Texto do jornalista Luiz Carlos Azenha, um
experiente repórter internacional, sobre o atentado desta semana à
embaixada norte-americana, para se pensar em alguns absurdos do mundo
atual:
“A acreditar na cobertura internacional dos jornalões brasileiros
e na opinião de “especialistas” em relações internacionais por eles
citados, a Líbia sem Khadafi estava se transformando em uma plácida
democracia.
Um argumento necessário quando o objetivo é falar mal da
diplomacia brasileira: como o Brasil não aprovou a intervenção militar
na Líbia, teria perdido uma grande oportunidade. Teria se distanciado da
vontade da rua árabe e pagará caro por isso. Não só na Líbia, mas
também na Síria.
É, como sabemos, a turma do alinhamento automático aos Estados
Unidos, para a qual alguns árabes devem ser bombardeados à democracia.

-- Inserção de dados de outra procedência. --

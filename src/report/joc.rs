//! Journey of Change report orchestration.
//!
//! Drives the full pipeline: fetch the outcome set and the in-range
//! meetings, pair each beneficiary's first and last meetings, aggregate
//! every active question and every category across the cohort, and
//! assemble the final report. Only four failures abort a run (outcome-set
//! fetch, in-range fetch, an empty range, cancellation); everything else
//! degrades to warnings so callers always get either a complete report or
//! a single error, never both.

use crate::error::ReportError;
use crate::models::{Excluded, JocCatAggs, JocQAggs, JocServiceReport, OutcomeSet};
use crate::report::accumulator::BeneficiaryAccumulator;
use crate::report::aggregate::category_aggregate;
use crate::report::pairing::{last_meeting_per_beneficiary, pair_first_and_last, FirstAndLast};
use crate::store::MeetingStore;
use chrono::{DateTime, Utc};
use std::collections::BTreeMap;
use std::time::Duration;
use tracing::{debug, info};

/// Tunables for a report run.
#[derive(Debug, Clone)]
pub struct ReportOptions {
    /// Concurrent beneficiary history fetches.
    pub concurrency: usize,
    /// Abort the run if it has not completed within this window.
    pub timeout: Option<Duration>,
}

impl Default for ReportOptions {
    fn default() -> Self {
        Self {
            concurrency: 4,
            timeout: None,
        }
    }
}

/// Generate a Journey of Change report for one outcome set over a date
/// range (both ends inclusive).
pub async fn generate_joc_report<S: MeetingStore>(
    store: &S,
    start: DateTime<Utc>,
    end: DateTime<Utc>,
    outcome_set_id: &str,
    options: &ReportOptions,
) -> Result<JocServiceReport, ReportError> {
    let run = build_report(store, start, end, outcome_set_id, options);
    match options.timeout {
        Some(limit) => tokio::time::timeout(limit, run)
            .await
            .map_err(|_| ReportError::Cancelled)?,
        None => run.await,
    }
}

async fn build_report<S: MeetingStore>(
    store: &S,
    start: DateTime<Utc>,
    end: DateTime<Utc>,
    outcome_set_id: &str,
    options: &ReportOptions,
) -> Result<JocServiceReport, ReportError> {
    let outcome_set =
        store
            .outcome_set(outcome_set_id)
            .await
            .map_err(|source| ReportError::OutcomeSet {
                outcome_set_id: outcome_set_id.to_string(),
                source,
            })?;

    let in_range = store
        .meetings_in_range(start, end, outcome_set_id)
        .await
        .map_err(|source| ReportError::MeetingsInRange {
            outcome_set_id: outcome_set_id.to_string(),
            source,
        })?;
    if in_range.is_empty() {
        return Err(ReportError::NoMeetingsInRange);
    }
    info!(
        "generating JOC report for {} over {} in-range meetings",
        outcome_set_id,
        in_range.len()
    );

    let last_meetings = last_meeting_per_beneficiary(in_range);
    let pairing =
        pair_first_and_last(store, outcome_set_id, last_meetings, options.concurrency).await;

    let (question_aggregates, excluded_question_ids) =
        question_aggregations(&outcome_set, &pairing.pairs);
    let (category_aggregates, excluded_category_ids) =
        category_aggregations(&outcome_set, &pairing.pairs);

    Ok(JocServiceReport {
        beneficiary_ids: pairing.pairs.keys().cloned().collect(),
        question_aggregates,
        category_aggregates,
        excluded: Excluded {
            question_ids: excluded_question_ids,
            category_ids: excluded_category_ids,
            beneficiary_ids: pairing.excluded_beneficiary_ids,
        },
        warnings: pairing.warnings,
    })
}

/// Aggregate every active question across the cohort.
fn question_aggregations(
    outcome_set: &OutcomeSet,
    pairs: &BTreeMap<String, FirstAndLast>,
) -> (JocQAggs, Vec<String>) {
    let mut aggs = JocQAggs::default();
    let mut excluded = Vec::new();

    for question in outcome_set.active_questions() {
        let mut acc = BeneficiaryAccumulator::new(&question.id, pairs.len());
        for (beneficiary, pair) in pairs {
            let (Some(first), Some(last)) =
                (pair.first.answer(&question.id), pair.last.answer(&question.id))
            else {
                acc.add_warning(format!(
                    "Beneficiary {} not included as the question was not answered in both the first and last meetings",
                    beneficiary
                ));
                continue;
            };
            match (first.value.to_f32(), last.value.to_f32()) {
                (Ok(first_value), Ok(last_value)) => {
                    acc.add_values(beneficiary, first_value, last_value)
                }
                _ => acc.add_warning(format!(
                    "Beneficiary {} not included as the answers were not of an expected format",
                    beneficiary
                )),
            }
        }
        match acc.into_aggregates() {
            Some(target) => {
                aggs.first.push(target.first.into());
                aggs.last.push(target.last.into());
                aggs.delta.push(target.delta.into());
            }
            None => excluded.push(question.id.clone()),
        }
    }

    (aggs, excluded)
}

/// Aggregate every category across the cohort.
fn category_aggregations(
    outcome_set: &OutcomeSet,
    pairs: &BTreeMap<String, FirstAndLast>,
) -> (JocCatAggs, Vec<String>) {
    let mut aggs = JocCatAggs::default();
    let mut excluded = Vec::new();

    for category in &outcome_set.categories {
        if !outcome_set.has_active_questions_in_category(&category.id) {
            debug!("category {} has no active questions", category.id);
            excluded.push(category.id.clone());
            continue;
        }

        let mut acc = BeneficiaryAccumulator::new(&category.id, pairs.len());
        for (beneficiary, pair) in pairs {
            let first = category_aggregate(&pair.first, &category.id, outcome_set);
            let last = category_aggregate(&pair.last, &category.id, outcome_set);
            match (first, last) {
                (Ok(Some(first)), Ok(Some(last))) => {
                    acc.add_values(beneficiary, first.value, last.value)
                }
                (Err(_), _) | (_, Err(_)) => acc.add_warning(format!(
                    "Beneficiary {} not included because the category aggregation failed",
                    beneficiary
                )),
                _ => acc.add_warning(format!(
                    "Beneficiary {} not included as they had no answers belonging to the category",
                    beneficiary
                )),
            }
        }
        match acc.into_aggregates() {
            Some(target) => {
                aggs.first.push(target.first.into());
                aggs.last.push(target.last.into());
                aggs.delta.push(target.delta.into());
            }
            None => excluded.push(category.id.clone()),
        }
    }

    (aggs, excluded)
}
//! Data models for outcome measurement reporting.
//!
//! This module contains the core data structures used throughout the
//! application: meetings and their answers, outcome set definitions, and
//! the records that make up a Journey of Change report.
//!
//! Serialized field names follow the upstream meeting store's JSON shape
//! (`questionID`, `beneficiaryIDs`, ...) so reports and stored documents
//! stay interchangeable with other consumers of the same data.

use crate::error::CoercionError;
use chrono::{DateTime, Utc};
use serde::{Deserialize, Serialize};
use std::fmt;

/// A single answer value as the storage layer may hand it back.
///
/// Answers are loosely typed at rest; they are tagged at ingestion time so
/// aggregation only ever deals with `Result<f32, CoercionError>`, never a
/// raw dynamic value.
#[derive(Debug, Clone, PartialEq, Serialize, Deserialize)]
#[serde(untagged)]
pub enum AnswerValue {
    /// Whole-number answer (the common case for likert scales).
    Int(i64),
    /// Fractional answer.
    Float(f64),
    /// Boolean answer; not numeric.
    Bool(bool),
    /// Free-text answer; not numeric.
    Text(String),
}

impl AnswerValue {
    /// Returns a human-readable name for the value kind.
    pub fn kind(&self) -> &'static str {
        match self {
            AnswerValue::Int(_) => "integer",
            AnswerValue::Float(_) => "float",
            AnswerValue::Bool(_) => "boolean",
            AnswerValue::Text(_) => "text",
        }
    }

    /// Whether the value can be coerced to a number.
    #[allow(dead_code)] // Utility for answer validation
    pub fn is_numeric(&self) -> bool {
        matches!(self, AnswerValue::Int(_) | AnswerValue::Float(_))
    }

    /// Coerce the value to a number.
    ///
    /// Non-numeric kinds fail with [`CoercionError::NonNumericAnswer`]
    /// rather than silently defaulting to zero.
    pub fn to_f32(&self) -> Result<f32, CoercionError> {
        match self {
            AnswerValue::Int(v) => Ok(*v as f32),
            AnswerValue::Float(v) => Ok(*v as f32),
            AnswerValue::Bool(_) | AnswerValue::Text(_) => {
                Err(CoercionError::NonNumericAnswer { kind: self.kind() })
            }
        }
    }
}

impl fmt::Display for AnswerValue {
    fn fmt(&self, f: &mut fmt::Formatter<'_>) -> fmt::Result {
        match self {
            AnswerValue::Int(v) => write!(f, "{}", v),
            AnswerValue::Float(v) => write!(f, "{}", v),
            AnswerValue::Bool(v) => write!(f, "{}", v),
            AnswerValue::Text(v) => write!(f, "{}", v),
        }
    }
}

/// One answer given during a meeting.
#[derive(Debug, Clone, PartialEq, Serialize, Deserialize)]
pub struct Answer {
    /// The question this answer responds to.
    #[serde(rename = "questionID")]
    pub question_id: String,
    /// The answer value.
    #[serde(rename = "answer")]
    pub value: AnswerValue,
}

/// One assessment instance: a timestamped set of answers against an
/// outcome set. Immutable once fetched for reporting purposes.
#[derive(Debug, Clone, PartialEq, Serialize, Deserialize)]
pub struct Meeting {
    /// Meeting identifier.
    pub id: String,
    /// The beneficiary being assessed.
    pub beneficiary: String,
    /// The outcome set the meeting was conducted against.
    #[serde(rename = "outcomeSetID")]
    pub outcome_set_id: String,
    /// When the meeting was conducted.
    pub conducted: DateTime<Utc>,
    /// Answers recorded during the meeting.
    #[serde(default)]
    pub answers: Vec<Answer>,
}

impl Meeting {
    /// Look up the answer to a question, if one was recorded.
    pub fn answer(&self, question_id: &str) -> Option<&Answer> {
        self.answers.iter().find(|a| a.question_id == question_id)
    }
}

/// Numeric aggregation policy declared on a category.
///
/// This is a closed enum: unrecognized policy strings are rejected when the
/// outcome set is parsed, not silently defaulted.
#[derive(Debug, Clone, Copy, PartialEq, Eq, Serialize, Deserialize)]
#[serde(rename_all = "lowercase")]
pub enum AggregationPolicy {
    Mean,
    Sum,
}

impl fmt::Display for AggregationPolicy {
    fn fmt(&self, f: &mut fmt::Formatter<'_>) -> fmt::Result {
        match self {
            AggregationPolicy::Mean => write!(f, "mean"),
            AggregationPolicy::Sum => write!(f, "sum"),
        }
    }
}

/// A question belonging to an outcome set.
#[derive(Debug, Clone, PartialEq, Serialize, Deserialize)]
pub struct Question {
    /// Question identifier.
    pub id: String,
    /// Question text shown to beneficiaries.
    #[serde(default)]
    pub question: String,
    /// Deleted questions remain in the definition for historic answers but
    /// do not participate in aggregation.
    #[serde(default)]
    pub deleted: bool,
    /// Optional category assignment.
    #[serde(rename = "categoryID", default, skip_serializing_if = "Option::is_none")]
    pub category_id: Option<String>,
}

impl Question {
    /// Whether the question participates in aggregation.
    pub fn is_active(&self) -> bool {
        !self.deleted
    }
}

/// A grouping of questions with a declared aggregation policy.
#[derive(Debug, Clone, PartialEq, Serialize, Deserialize)]
pub struct Category {
    /// Category identifier.
    pub id: String,
    /// Display name.
    #[serde(default)]
    pub name: String,
    /// How answers within the category are combined per meeting.
    pub aggregation: AggregationPolicy,
}

/// A versioned definition of questions and categories used to assess
/// beneficiaries.
#[derive(Debug, Clone, PartialEq, Serialize, Deserialize)]
pub struct OutcomeSet {
    /// Outcome set identifier.
    pub id: String,
    /// Display name.
    #[serde(default)]
    pub name: String,
    /// Questions, in presentation order.
    #[serde(default)]
    pub questions: Vec<Question>,
    /// Categories questions may be assigned to.
    #[serde(default)]
    pub categories: Vec<Category>,
}

impl OutcomeSet {
    /// Look up a question by ID.
    pub fn question(&self, question_id: &str) -> Option<&Question> {
        self.questions.iter().find(|q| q.id == question_id)
    }

    /// Look up a category by ID.
    pub fn category(&self, category_id: &str) -> Option<&Category> {
        self.categories.iter().find(|c| c.id == category_id)
    }

    /// Active (non-deleted) questions, in presentation order.
    pub fn active_questions(&self) -> impl Iterator<Item = &Question> {
        self.questions.iter().filter(|q| q.is_active())
    }

    /// Active questions currently assigned to the given category.
    pub fn active_questions_in_category<'a>(
        &'a self,
        category_id: &'a str,
    ) -> impl Iterator<Item = &'a Question> + 'a {
        self.active_questions()
            .filter(move |q| q.category_id.as_deref() == Some(category_id))
    }

    /// Whether the category has any active questions left.
    ///
    /// A category with none is excluded from reporting entirely.
    pub fn has_active_questions_in_category(&self, category_id: &str) -> bool {
        self.active_questions_in_category(category_id).next().is_some()
    }
}

/// Aggregate of one meeting's answers within one category.
#[derive(Debug, Clone, PartialEq, Serialize, Deserialize)]
pub struct CategoryAggregate {
    #[serde(rename = "categoryID")]
    pub category_id: String,
    pub value: f32,
}

/// Cohort aggregate for one question in one phase (first, last or delta).
#[derive(Debug, Clone, PartialEq, Serialize, Deserialize)]
pub struct QBenAgg {
    #[serde(rename = "questionID")]
    pub question_id: String,
    /// Mean of the phase values contributed by `beneficiary_ids`.
    pub value: f32,
    /// Beneficiaries that contributed, sorted.
    #[serde(rename = "beneficiaryIDs")]
    pub beneficiary_ids: Vec<String>,
    /// Why individual beneficiaries were omitted from this target.
    pub warnings: Vec<String>,
}

/// Cohort aggregate for one category in one phase (first, last or delta).
#[derive(Debug, Clone, PartialEq, Serialize, Deserialize)]
pub struct CatBenAgg {
    #[serde(rename = "categoryID")]
    pub category_id: String,
    /// Mean of the phase values contributed by `beneficiary_ids`.
    pub value: f32,
    /// Beneficiaries that contributed, sorted.
    #[serde(rename = "beneficiaryIDs")]
    pub beneficiary_ids: Vec<String>,
    /// Why individual beneficiaries were omitted from this target.
    pub warnings: Vec<String>,
}

/// Per-question cohort aggregates, one entry per included question.
#[derive(Debug, Clone, Default, PartialEq, Serialize, Deserialize)]
pub struct JocQAggs {
    pub first: Vec<QBenAgg>,
    pub last: Vec<QBenAgg>,
    pub delta: Vec<QBenAgg>,
}

/// Per-category cohort aggregates, one entry per included category.
#[derive(Debug, Clone, Default, PartialEq, Serialize, Deserialize)]
pub struct JocCatAggs {
    pub first: Vec<CatBenAgg>,
    pub last: Vec<CatBenAgg>,
    pub delta: Vec<CatBenAgg>,
}

/// Targets and beneficiaries dropped from the report entirely.
#[derive(Debug, Clone, Default, PartialEq, Serialize, Deserialize)]
pub struct Excluded {
    /// Questions with zero included beneficiaries.
    #[serde(rename = "questionIDs")]
    pub question_ids: Vec<String>,
    /// Categories with zero included beneficiaries or zero active questions.
    #[serde(rename = "categoryIDs")]
    pub category_ids: Vec<String>,
    /// Beneficiaries dropped during cohort pairing.
    #[serde(rename = "beneficiaryIDs")]
    pub beneficiary_ids: Vec<String>,
}

/// The complete Journey of Change report.
#[derive(Debug, Clone, PartialEq, Serialize, Deserialize)]
pub struct JocServiceReport {
    /// Sorted distinct beneficiaries with a qualifying first and last meeting.
    #[serde(rename = "beneficiaryIDs")]
    pub beneficiary_ids: Vec<String>,
    #[serde(rename = "questionAggregates")]
    pub question_aggregates: JocQAggs,
    #[serde(rename = "categoryAggregates")]
    pub category_aggregates: JocCatAggs,
    pub excluded: Excluded,
    /// Report-wide warnings: beneficiaries dropped from the whole cohort.
    pub warnings: Vec<String>,
}

/// Metadata about a report run, for rendering.
#[derive(Debug, Clone, PartialEq, Serialize, Deserialize)]
pub struct ReportMetadata {
    #[serde(rename = "outcomeSetID")]
    pub outcome_set_id: String,
    #[serde(rename = "outcomeSetName")]
    pub outcome_set_name: String,
    /// Start of the reporting window.
    pub from: DateTime<Utc>,
    /// End of the reporting window (inclusive).
    pub to: DateTime<Utc>,
    #[serde(rename = "generatedAt")]
    pub generated_at: DateTime<Utc>,
    #[serde(rename = "durationSeconds")]
    pub duration_seconds: f64,
}

#[cfg(test)]
mod tests {
    use super::*;

    #[test]
    fn test_answer_value_coercion() {
        assert_eq!(AnswerValue::Int(5).to_f32(), Ok(5.0));
        assert_eq!(AnswerValue::Float(2.5).to_f32(), Ok(2.5));
        assert_eq!(
            AnswerValue::Text("five".to_string()).to_f32(),
            Err(CoercionError::NonNumericAnswer { kind: "text" })
        );
        assert_eq!(
            AnswerValue::Bool(true).to_f32(),
            Err(CoercionError::NonNumericAnswer { kind: "boolean" })
        );
    }

    #[test]
    fn test_answer_value_is_numeric() {
        assert!(AnswerValue::Int(0).is_numeric());
        assert!(AnswerValue::Float(0.0).is_numeric());
        assert!(!AnswerValue::Text(String::new()).is_numeric());
        assert!(!AnswerValue::Bool(false).is_numeric());
    }

    #[test]
    fn test_answer_deserialization_tags_values() {
        let answer: Answer =
            serde_json::from_str(r#"{"questionID": "Q1", "answer": 5}"#).unwrap();
        assert_eq!(answer.value, AnswerValue::Int(5));

        let answer: Answer =
            serde_json::from_str(r#"{"questionID": "Q1", "answer": 5.5}"#).unwrap();
        assert_eq!(answer.value, AnswerValue::Float(5.5));

        let answer: Answer =
            serde_json::from_str(r#"{"questionID": "Q1", "answer": "n/a"}"#).unwrap();
        assert_eq!(answer.value, AnswerValue::Text("n/a".to_string()));
    }

    #[test]
    fn test_unknown_aggregation_policy_rejected() {
        let result: Result<Category, _> =
            serde_json::from_str(r#"{"id": "C1", "aggregation": "median"}"#);
        assert!(result.is_err());
    }

    #[test]
    fn test_meeting_answer_lookup() {
        let meeting = Meeting {
            id: "M1".to_string(),
            beneficiary: "B1".to_string(),
            outcome_set_id: "OS1".to_string(),
            conducted: Utc::now(),
            answers: vec![Answer {
                question_id: "Q1".to_string(),
                value: AnswerValue::Int(3),
            }],
        };
        assert!(meeting.answer("Q1").is_some());
        assert!(meeting.answer("Q2").is_none());
    }

    #[test]
    fn test_active_questions_filtering() {
        let outcome_set = OutcomeSet {
            id: "OS1".to_string(),
            name: String::new(),
            questions: vec![
                Question {
                    id: "Q1".to_string(),
                    question: String::new(),
                    deleted: false,
                    category_id: Some("C1".to_string()),
                },
                Question {
                    id: "Q2".to_string(),
                    question: String::new(),
                    deleted: true,
                    category_id: Some("C1".to_string()),
                },
            ],
            categories: vec![Category {
                id: "C1".to_string(),
                name: String::new(),
                aggregation: AggregationPolicy::Mean,
            }],
        };

        let active: Vec<_> = outcome_set.active_questions().map(|q| q.id.as_str()).collect();
        assert_eq!(active, vec!["Q1"]);
        assert!(outcome_set.has_active_questions_in_category("C1"));

        let in_c1: Vec<_> = outcome_set
            .active_questions_in_category("C1")
            .map(|q| q.id.as_str())
            .collect();
        assert_eq!(in_c1, vec!["Q1"]);
    }

    #[test]
    fn test_report_serialization_field_names() {
        let report = JocServiceReport {
            beneficiary_ids: vec!["B1".to_string()],
            question_aggregates: JocQAggs {
                first: vec![QBenAgg {
                    question_id: "Q1".to_string(),
                    value: 5.0,
                    beneficiary_ids: vec!["B1".to_string()],
                    warnings: vec![],
                }],
                last: vec![],
                delta: vec![],
            },
            category_aggregates: JocCatAggs::default(),
            excluded: Excluded::default(),
            warnings: vec![],
        };

        let json = serde_json::to_string(&report).unwrap();
        assert!(json.contains("\"beneficiaryIDs\""));
        assert!(json.contains("\"questionAggregates\""));
        assert!(json.contains("\"categoryAggregates\""));
        assert!(json.contains("\"questionID\""));
        assert!(json.contains("\"questionIDs\""));
        assert!(json.contains("\"categoryIDs\""));
    }
}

Digo alguns, já que os que clamam por democracia na Líbia e na Síria, se
preciso à força, não defendem o bombardeio da Arábia Saudita, nem do
Bahrain.
Os sauditas são os maiores fornecedores de petróleo do mundo; o Bahrain, sede da Quinta Frota Naval dos Estados Unidos.
É óbvio que nossa mídia nunca fala sobre a lei das consequências indesejadas.
Não costuma lembrar que os hoje considerados terroristas do
talibã e da al Qaeda surgiram quando os Estados Unidos financiaram a
luta contra a invasão soviética do Afeganistão, nos anos 90; ou que o
carniceiro Saddam Hussein, do Iraque, recebeu apoio militar —
especialmente informações sobre o movimento de tropas — em sua longa
guerra contra os aiatolás do Irã. Fui pessoalmente ver os abrigos
subterrâneos construídos sob Bagdá: todo o equipamento tinha sido
importado da Alemanha. Ou seja, o Ocidente armou e preparou Saddam para a
guerra, até que ele se converteu na ameaça regional que era preciso
eliminar.
Escrevo isso por causa da trágica morte do embaixador dos Estados
Unidos na Líbia, perseguido por um grupo ainda não identificado, numa
cena dramaticamente parecida com a caçada final a Muamar Khadafi — e num
11 de setembro. Foi a demonstração mais óbvia de que a Líbia se
converteu em terra de milícias, a exigir um desembarque de fuzileiros
navais dos Estados Unidos para dar segurança a seus diplomatas.
Um lembrete aos que pretendem embarcar o Brasil na “modelagem” do
novo Oriente Médio, patrocinada por Washington com ou sem as bombas da
OTAN.
Pepe Escobar, no Asia Times Online, já escreveu
vários artigos advertindo sobre a transformação de justas reivindicações
locais por democracia e participação em banhos de sangue patrocinados
pelo Ocidente em nome da mudança de regime a qualquer custo, mas só onde
interessa”.
Pepe Escobar, citado por Azenha, é escritor, autor de vários livros
sobre os conflitos da região, jornalista. Em um dos textos, publicado
antes mesmo da mudança na Líbia, ele registra:
(…) No ano passado o Asia Times Online descreveu
extensivamente como a Líbia “liberada” — “liberada” pelos assim chamados
rebeldes da OTAN — mergulharia num inferno das milícias. É exatamente o
que está acontecendo; pelos menos 250 milícias diferentes operam apenas
em Misurata, de acordo com a Human Rights Watch, agindo os milicianos
como policiais, juízes e exterminadores, tudo num só pacote. Não existe o
assim chamado Ministério da Justiça na Líbia “liberada”. Se você vai
para a prisão, acaba morto; se for um africano sub-sahariano [negro],
ganha o bônus de extensiva tortura antes de ter o mesmo destino.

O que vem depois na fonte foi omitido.